La majorité des marabouts étrangers  s’adonne à la culture des champs ; d’autres à l’élevage ou à la pêche; d’autres encore ont une petite boutique; mais beaucoup ne font qu’enseigner; un seul nous a dit gagner sa vie en faisant des bénédictions et des gris-gris.(11)

31 marabouts étrangers ont reçu une maison " pour l’amour de Dieu " de la part d’un habitant de Djenné; 10 ont leur propre maison; les autres louent.

31 marabouts ont fondé leur propre école ; 29 écoles sont à Djenné depuis 3 à 6 générations.

La valeur modale de l’âge des marabouts autochtones se situe dans la tranche 35/40 ans ; celle des marabouts étrangers entre 30 et 35 ans.

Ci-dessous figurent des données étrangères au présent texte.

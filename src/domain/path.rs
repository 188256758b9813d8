/// Sentry navigation: breadth-first next-hop resolver.
///
/// `next_step` searches the whole grid from `start`, recording each tile's
/// BFS parent, then walks the parent chain back from `goal` to find the
/// first hop. Neighbours are expanded in `grid::DIRS` order, which fixes
/// tie-breaking among equal-length paths and keeps results deterministic.

use std::collections::VecDeque;

use super::grid::{Grid, Pos};

const NO_PARENT: usize = usize::MAX;

/// The next tile on a shortest path from `start` to `goal`.
///
/// Returns `None` if there is no goal, `start == goal`, or the goal is
/// walled off from `start`.
pub fn next_step(grid: &Grid, start: Pos, goal: Option<Pos>) -> Option<Pos> {
    let goal = goal?;
    if start == goal { return None; }
    if !grid.is_open(start) || !grid.is_open(goal) { return None; }

    let start_idx = grid.index(start);
    let goal_idx = grid.index(goal);

    let mut parent = vec![NO_PARENT; grid.len()];
    parent[start_idx] = start_idx;

    let mut queue: VecDeque<Pos> = VecDeque::with_capacity(64);
    queue.push_back(start);

    while let Some(cur) = queue.pop_front() {
        let cur_idx = grid.index(cur);
        if cur_idx == goal_idx { break; }

        for n in grid.neighbors(cur) {
            let n_idx = grid.index(n);
            if parent[n_idx] == NO_PARENT {
                parent[n_idx] = cur_idx;
                queue.push_back(n);
            }
        }
    }

    if parent[goal_idx] == NO_PARENT { return None; }

    // Walk back until the parent is the start tile.
    let mut idx = goal_idx;
    while parent[idx] != start_idx {
        idx = parent[idx];
    }
    Some(grid.pos_of(idx))
}

#[cfg(test)]
mod tests {
    use super::*;
    use proptest::prelude::*;

    /// Follow `next_step` until arrival; `None` if it stalls or loops.
    fn walk_len(grid: &Grid, start: Pos, goal: Pos) -> Option<usize> {
        let mut cur = start;
        let mut steps = 0;
        while cur != goal {
            cur = next_step(grid, cur, Some(goal))?;
            steps += 1;
            if steps > grid.len() { return None; }
        }
        Some(steps)
    }

    /// Shortest distances by repeated relaxation (no queue, no BFS ordering).
    fn brute_force_dist(grid: &Grid, start: Pos, goal: Pos) -> Option<usize> {
        let mut dist = vec![usize::MAX; grid.len()];
        dist[grid.index(start)] = 0;
        loop {
            let mut changed = false;
            for p in grid.positions() {
                if !grid.is_open(p) { continue; }
                let d = dist[grid.index(p)];
                if d == usize::MAX { continue; }
                for n in grid.neighbors(p) {
                    let ni = grid.index(n);
                    if dist[ni] > d + 1 {
                        dist[ni] = d + 1;
                        changed = true;
                    }
                }
            }
            if !changed { break; }
        }
        let d = dist[grid.index(goal)];
        (d != usize::MAX).then_some(d)
    }

    #[test]
    fn no_goal_or_same_tile() {
        let g = Grid::open(3, 3);
        assert_eq!(next_step(&g, Pos::new(1, 1), None), None);
        assert_eq!(next_step(&g, Pos::new(1, 1), Some(Pos::new(1, 1))), None);
    }

    #[test]
    fn open_grid_prefers_plus_x_first() {
        let g = Grid::open(5, 5);
        // Both +x and +y lie on shortest paths; +x is enumerated first.
        assert_eq!(next_step(&g, Pos::new(0, 0), Some(Pos::new(2, 2))), Some(Pos::new(1, 0)));
        assert_eq!(next_step(&g, Pos::new(4, 0), Some(Pos::new(0, 0))), Some(Pos::new(3, 0)));
    }

    #[test]
    fn repeated_calls_are_identical() {
        let g = Grid::from_rows(&[
            ".....",
            ".###.",
            ".....",
            ".#.#.",
            ".....",
        ]);
        let first = next_step(&g, Pos::new(0, 4), Some(Pos::new(4, 0)));
        for _ in 0..10 {
            assert_eq!(next_step(&g, Pos::new(0, 4), Some(Pos::new(4, 0))), first);
        }
    }

    #[test]
    fn routes_around_wall() {
        let g = Grid::from_rows(&[
            ".#.",
            ".#.",
            "...",
        ]);
        assert_eq!(walk_len(&g, Pos::new(0, 0), Pos::new(2, 0)), Some(6));
        assert_eq!(next_step(&g, Pos::new(0, 0), Some(Pos::new(2, 0))), Some(Pos::new(0, 1)));
    }

    #[test]
    fn unreachable_goal() {
        let g = Grid::from_rows(&[
            "..#..",
            "..#..",
            "..#..",
        ]);
        assert_eq!(next_step(&g, Pos::new(0, 0), Some(Pos::new(4, 2))), None);
    }

    #[test]
    fn wall_goal_is_unreachable() {
        let g = Grid::from_rows(&["..#"]);
        assert_eq!(next_step(&g, Pos::new(0, 0), Some(Pos::new(2, 0))), None);
    }

    fn small_grid() -> impl Strategy<Value = (Grid, Pos, Pos)> {
        (2usize..=6, 2usize..=6).prop_flat_map(|(w, h)| {
            (
                proptest::collection::vec(proptest::bool::weighted(0.3), w * h),
                0..w, 0..h, 0..w, 0..h,
            ).prop_map(move |(mut walls, sx, sy, gx, gy)| {
                walls[sy * w + sx] = false;
                walls[gy * w + gx] = false;
                (
                    Grid::new(w, h, walls),
                    Pos::new(sx as i32, sy as i32),
                    Pos::new(gx as i32, gy as i32),
                )
            })
        })
    }

    proptest! {
        #[test]
        fn walk_matches_brute_force_shortest((grid, start, goal) in small_grid()) {
            prop_assert_eq!(walk_len(&grid, start, goal), brute_force_dist(&grid, start, goal));
        }

        #[test]
        fn first_hop_is_adjacent_and_open((grid, start, goal) in small_grid()) {
            if let Some(hop) = next_step(&grid, start, Some(goal)) {
                prop_assert!(grid.is_open(hop));
                prop_assert_eq!((hop.x - start.x).abs() + (hop.y - start.y).abs(), 1);
            }
        }
    }
}
/// Entry point and game loop.

mod app;
mod ui;

use std::collections::VecDeque;
use std::fs::File;
use std::sync::Mutex;
use std::time::{Duration, Instant};

use crossterm::event::KeyCode;
use tracing_subscriber::EnvFilter;

use deepecho::config::GameConfig;
use deepecho::domain::entity::{Ability, FrameInput, PingInput};
use deepecho::sim::event::{ActionKind, GameEvent, Rejection};
use deepecho::sim::records::save_dir;
use deepecho::sim::step;
use deepecho::sim::world::Outcome;

use app::{App, Screen};
use ui::input::{
    InputState, KEYS_BACK, KEYS_CONFIRM, KEYS_DOWN, KEYS_QUIT, KEYS_RESTART, KEYS_UP,
};
use ui::renderer::Renderer;
use ui::sound::{self, SoundEngine};

const FRAME_SLEEP: Duration = Duration::from_millis(5);

/// Setting this enables logging, e.g. `DEEPECHO_LOG=debug`.
const LOG_ENV: &str = "DEEPECHO_LOG";
/// Written to the save directory: the terminal belongs to the game.
const LOG_FILE: &str = "deepecho.log";

const KEYS_PAUSE: &[KeyCode] = &[KeyCode::Char('p'), KeyCode::Char('P'), KeyCode::F(1)];

fn main() {
    init_logging();
    let config = GameConfig::load();
    let mut app = App::new(config);

    let mut renderer = Renderer::new();
    let honor_release = match renderer.init() {
        Ok(enhanced) => enhanced,
        Err(e) => {
            eprintln!("Terminal init failed: {e}");
            return;
        }
    };

    let sound = SoundEngine::new();
    let result = game_loop(&mut app, &mut renderer, sound.as_ref(), honor_release);

    if let Err(e) = renderer.cleanup() {
        eprintln!("Terminal cleanup failed: {e}");
    }
    if let Err(e) = result {
        tracing::error!(error = %e, "game loop aborted");
        eprintln!("Game error: {e}");
    }

    println!("Thanks for playing Deep Echo.");
}

fn init_logging() {
    let Ok(filter) = EnvFilter::try_from_env(LOG_ENV) else { return };
    let path = save_dir().join(LOG_FILE);
    let file = match File::create(&path) {
        Ok(f) => f,
        Err(e) => {
            eprintln!("Cannot open {}: {e}", path.display());
            return;
        }
    };
    tracing_subscriber::fmt()
        .with_env_filter(filter)
        .with_writer(Mutex::new(file))
        .with_ansi(false)
        .init();
}

/// Edge-triggered input seen between two simulation ticks.
#[derive(Default)]
struct PendingInput {
    pings: VecDeque<PingInput>,
    ability: Option<Ability>,
}

impl PendingInput {
    fn clear(&mut self) {
        self.pings.clear();
        self.ability = None;
    }
}

fn game_loop(
    app: &mut App,
    renderer: &mut Renderer,
    sound: Option<&SoundEngine>,
    honor_release: bool,
) -> Result<(), Box<dyn std::error::Error>> {
    let mut kb = InputState::new();
    kb.honor_release = honor_release;
    let mut pending = PendingInput::default();
    let mut last_tick = Instant::now();
    let tick_rate = Duration::from_millis(app.tick_rate_ms());

    loop {
        kb.drain_events();
        if kb.ctrl_c_pressed() {
            break;
        }
        if handle_meta(app, &mut kb, &mut pending) {
            break;
        }

        let frame = kb.frame_input();
        if app.screen == Screen::Playing && !app.paused {
            if let Some(edge) = frame.ping {
                pending.pings.push_back(edge);
            }
            if frame.ability.is_some() {
                pending.ability = frame.ability;
            }
        }

        let since = last_tick.elapsed();
        if since >= tick_rate {
            last_tick = Instant::now();
            app.tick();

            if app.screen == Screen::Playing && !app.paused {
                let input = FrameInput {
                    movement: frame.movement,
                    ping: pending.pings.pop_front(),
                    ability: pending.ability.take(),
                };
                if let Some(world) = app.world.as_mut() {
                    let events = step::step(world, input, since.as_secs_f32());
                    sound::play_events(sound, &events);
                    announce(app, &events);
                }
                if app.world.as_ref().map_or(false, |w| w.outcome.is_over()) {
                    app.finish();
                    kb.reset();
                    pending.clear();
                }
            }
        }

        renderer.render(app)?;
        std::thread::sleep(FRAME_SLEEP);
    }

    Ok(())
}

/// Screen navigation. Returns `true` to quit.
fn handle_meta(app: &mut App, kb: &mut InputState, pending: &mut PendingInput) -> bool {
    let confirm = kb.any_pressed(KEYS_CONFIRM);
    let back = kb.any_pressed(KEYS_BACK);

    match app.screen {
        // ── Title / level list ──
        Screen::Title => {
            let total = app.levels.len();
            if kb.any_pressed(KEYS_UP) {
                app.cursor = app.cursor.saturating_sub(1);
            } else if kb.any_pressed(KEYS_DOWN) {
                if app.cursor + 1 < total {
                    app.cursor += 1;
                }
            } else if confirm && total > 0 {
                app.start_level(app.cursor);
                kb.reset();
                pending.clear();
            } else if back || kb.any_pressed(KEYS_QUIT) {
                return true;
            }
        }

        // ── Playing ──
        Screen::Playing => {
            if back {
                app.to_title();
                kb.reset();
                pending.clear();
            } else if kb.any_pressed(KEYS_PAUSE) {
                app.toggle_pause();
                kb.reset();
                pending.clear();
            } else if kb.any_pressed(KEYS_RESTART) {
                app.restart();
                pending.clear();
            }
        }

        // ── Result ──
        Screen::Result => {
            let won = app.world.as_ref()
                .map_or(false, |w| matches!(w.outcome, Outcome::Won { .. }));
            if kb.any_pressed(KEYS_RESTART) || (confirm && !won) {
                app.restart();
                kb.reset();
                pending.clear();
            } else if confirm && won {
                app.next_level();
                kb.reset();
                pending.clear();
            } else if back {
                app.to_title();
                kb.reset();
            }
        }
    }

    false
}

/// Status-bar text for events worth spelling out.
fn announce(app: &mut App, events: &[GameEvent]) {
    for event in events {
        let msg = match event {
            GameEvent::AllArtifactsCollected => "All artifacts recovered. The exit is open.",
            GameEvent::DecoyDeployed { .. } => "Beacon dropped",
            GameEvent::DampenerActivated { .. } => "Dampener on: pings are quieter",
            GameEvent::PhaseArmed => "Phase armed: walk into a wall",
            GameEvent::ActionRejected { action, reason } => rejection_text(*action, *reason),
            _ => continue,
        };
        app.set_message(msg);
    }
}

fn rejection_text(action: ActionKind, reason: Rejection) -> &'static str {
    match (action, reason) {
        (_, Rejection::CoolingDown) => "Sonar cooling down",
        (ActionKind::Ability(Ability::Beacon), Rejection::AlreadyActive) => "A beacon is already out",
        (ActionKind::Ability(Ability::Dampener), Rejection::AlreadyActive) => "Dampener already running",
        (ActionKind::Ability(Ability::Phase), Rejection::AlreadyActive) => "Phase already armed",
        (ActionKind::Ability(Ability::Beacon), Rejection::Depleted) => "No beacons left",
        (ActionKind::Ability(Ability::Dampener), Rejection::Depleted) => "No dampeners left",
        (ActionKind::Ability(Ability::Phase), Rejection::Depleted) => "No phase charges left",
        (ActionKind::Ping, _) => "Sonar unavailable",
    }
}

Quant à eux, les élèves sont au nombre de 3296 au total: 2627 garçons et 669 filles; 2430 élèves se trouvent dans les écoles où le marabout enseigne à la fois Coran et Ketab. La comparaison avec les chiffres antérieurs, par exemple ceux que donne Soufountera –un millier d’élèves–, est difficile, parce que visiblement cet auteur n’a travaillé que sur un échantillon.(12) Sur un échantillon de 17 écoles tirées au hasard parmi celles que nous avons recensées, on constate que dans les 5 écoles autochtones, qui comptent au total 250 élèves, 200 d’entre ces derniers étudient le Coran et 60 le Ketab, alors que dans les 12 écoles étrangères, qui comptent 154 élèves (et sont donc d’une taille moyenne beaucoup plus faible que celle des écoles autochtones), 52 élèves étudient le Coran et 102 le Ketab: les proportions sont donc inversées. On pourrait penser que les écoles autochtones assurent essentiellement l’enseignement de base et que les étrangers prennent plutôt des élèves déjà avancés dans leurs études. Ce serait ignorer que, pour les élèves autochtones qui commencent à l’école coranique en vivant dans leur famille, on considérera qu’il est temps pour eux, lorsqu’ils atteindront 17 ou 18 ans, s’ils doivent poursuivre, d’aller étudier hors de Djenné. Et de même, les élèves étrangers qui viennent à Djenné suivre l’enseignement d’un maître étranger sont des élèves en âge de quitter leur famille. Il reste que ces grands élèves étrangers ne sont pas formés essentiellement par des maîtres de Djenné.

 

 

Photo Roberto-Christian Gatti, avec son aimable autorisation

 

La valeur modale de l’âge des talebés va se placer dans la bande 12/18 ans. 5 ethnies sont dominantes chez les talebés: dogon, bozo, marka djennenké, peul et bambara.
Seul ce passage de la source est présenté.